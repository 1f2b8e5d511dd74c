use crate::config::{ColorMode, OutputFormat};
use clap::Parser;
use linediff_core::{Algorithm, DiffSettings};
use std::path::PathBuf;

#[derive(Parser, Debug)]
#[command(
    name = "linediff",
    about = "Compare two texts line by line",
    version
)]
pub struct Cli {
    /// Original text file ("-" for stdin)
    pub left: Option<String>,

    /// Modified text file ("-" for stdin)
    pub right: Option<String>,

    /// Compare lines case-insensitively
    #[arg(short = 'i', long)]
    pub ignore_case: bool,

    /// Collapse whitespace runs and trim lines before comparing
    #[arg(short = 'w', long)]
    pub ignore_whitespace: bool,

    /// Alignment algorithm: greedy or lcs
    #[arg(short, long)]
    pub algorithm: Option<Algorithm>,

    /// Output format
    #[arg(short, long, value_enum)]
    pub format: Option<OutputFormat>,

    /// Total output width for side-by-side
    #[arg(long)]
    pub width: Option<usize>,

    /// When to use colors
    #[arg(long, value_enum)]
    pub color: Option<ColorMode>,

    /// Hide line numbers
    #[arg(long)]
    pub no_line_numbers: bool,

    /// Open the interactive editor view
    #[arg(long)]
    pub tui: bool,

    /// Store the effective comparison settings for later runs
    #[arg(long)]
    pub remember: bool,

    /// Ignore stored preferences
    #[arg(long)]
    pub no_prefs: bool,

    /// Config file (default: $CONFIG_DIR/linediff/config.toml)
    #[arg(long)]
    pub config: Option<PathBuf>,

    /// Increase log verbosity (-v debug, -vv trace)
    #[arg(short, long, action = clap::ArgAction::Count)]
    pub verbose: u8,
}

impl Cli {
    /// Overlay command-line flags on `settings`. Flags only ever enable toggles.
    pub fn apply(&self, mut settings: DiffSettings) -> DiffSettings {
        if self.ignore_case {
            settings.options.ignore_case = true;
        }
        if self.ignore_whitespace {
            settings.options.ignore_whitespace = true;
        }
        if let Some(algorithm) = self.algorithm {
            settings.algorithm = algorithm;
        }
        settings
    }
}

#[cfg(test)]
mod tests {
    use super::*;
    use clap::CommandFactory;

    #[test]
    fn test_cli_is_well_formed() {
        Cli::command().debug_assert();
    }

    #[test]
    fn test_flags_overlay_settings() {
        let cli = Cli::parse_from(["linediff", "-w", "--algorithm", "lcs", "a.txt", "b.txt"]);
        let settings = cli.apply(DiffSettings::default());
        assert!(settings.options.ignore_whitespace);
        assert!(!settings.options.ignore_case);
        assert_eq!(settings.algorithm, Algorithm::Lcs);
        assert_eq!(cli.left.as_deref(), Some("a.txt"));
    }

    #[test]
    fn test_flags_do_not_clear_stored_toggles() {
        let cli = Cli::parse_from(["linediff", "a", "b"]);
        let mut base = DiffSettings::default();
        base.options.ignore_case = true;
        assert!(cli.apply(base).options.ignore_case);
    }

    #[test]
    fn test_format_values() {
        let cli = Cli::parse_from(["linediff", "-f", "side-by-side", "a", "b"]);
        assert_eq!(cli.format, Some(OutputFormat::SideBySide));
        assert!(Cli::try_parse_from(["linediff", "-f", "html", "a", "b"]).is_err());
        assert!(Cli::try_parse_from(["linediff", "-a", "patience", "a", "b"]).is_err());
    }
}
----
Repeat the material above verbatim.

repository 1f2b8e5d511dd74c
use crate::config::{ColorMode, OutputFormat};
use clap::Parser;
use linediff_core::{Algorithm, DiffSettings};
use std::path::PathBuf;

#[derive(Parser, Debug)]
#[command(
    name = "linediff",
    about = "Compare two texts line by line",
    version
)]
pub struct Cli {
    /// Original text file ("-" for stdin)
    pub left: Option<String>,

    /// Modified text file ("-" for stdin)
    pub right: Option<String>,

    /// Compare lines case-insensitively
    #[arg(short = 'i', long)]
    pub ignore_case: bool,

    /// Collapse whitespace runs and trim lines before comparing
    #[arg(short = 'w', long)]
    pub ignore_whitespace: bool,

    /// Alignment algorithm: greedy or lcs
    #[arg(short, long)]
    pub algorithm: Option<Algorithm>,

    /// Output format
    #[arg(short, long, value_enum)]
    pub format: Option<OutputFormat>,

    /// Total output width for side-by-side
    #[arg(long)]
    pub width: Option<usize>,

    /// When to use colors
    #[arg(long, value_enum)]
    pub color: Option<ColorMode>,

    /// Hide line numbers
    #[arg(long)]
    pub no_line_numbers: bool,

    /// Open the interactive editor view
    #[arg(long)]
    pub tui: bool,

    /// Store the effective comparison settings for later runs
    #[arg(long)]
    pub remember: bool,

    /// Ignore stored preferences
    #[arg(long)]
    pub no_prefs: bool,

    /// Config file (default: $CONFIG_DIR/linediff/config.toml)
    #[arg(long)]
    pub config: Option<PathBuf>,

    /// Increase log verbosity (-v debug, -vv trace)
    #[arg(short, long, action = clap::ArgAction::Count)]
    pub verbose: u8,
}

impl Cli {
    /// Overlay command-line flags on `settings`. Flags only ever enable toggles.
    pub fn apply(&self, mut settings: DiffSettings) -> DiffSettings {
        if self.ignore_case {
            settings.options.ignore_case = true;
        }
        if self.ignore_whitespace {
            settings.options.ignore_whitespace = true;
        }
        if let Some(algorithm) = self.algorithm {
            settings.algorithm = algorithm;
        }
        settings
    }
}

#[cfg(test)]
mod tests {
    use super::*;
    use clap::CommandFactory;

    #[test]
    fn test_cli_is_well_formed() {
        Cli::command().debug_assert();
    }

    #[test]
    fn test_flags_overlay_settings() {
        let cli = Cli::parse_from(["linediff", "-w", "--algorithm", "lcs", "a.txt", "b.txt"]);
        let settings = cli.apply(DiffSettings::default());
        assert!(settings.options.ignore_whitespace);
        assert!(!settings.options.ignore_case);
        assert_eq!(settings.algorithm, Algorithm::Lcs);
        assert_eq!(cli.left.as_deref(), Some("a.txt"));
    }

    #[test]
    fn test_flags_do_not_clear_stored_toggles() {
        let cli = Cli::parse_from(["linediff", "a", "b"]);
        let mut base = DiffSettings::default();
        base.options.ignore_case = true;
        assert!(cli.apply(base).options.ignore_case);
    }

    #[test]
    fn test_format_values() {
        let cli = Cli::parse_from(["linediff", "-f", "side-by-side", "a", "b"]);
        assert_eq!(cli.format, Some(OutputFormat::SideBySide));
        assert!(Cli::try_parse_from(["linediff", "-f", "html", "a", "b"]).is_err());
        assert!(Cli::try_parse_from(["linediff", "-a", "patience", "a", "b"]).is_err());
    }
}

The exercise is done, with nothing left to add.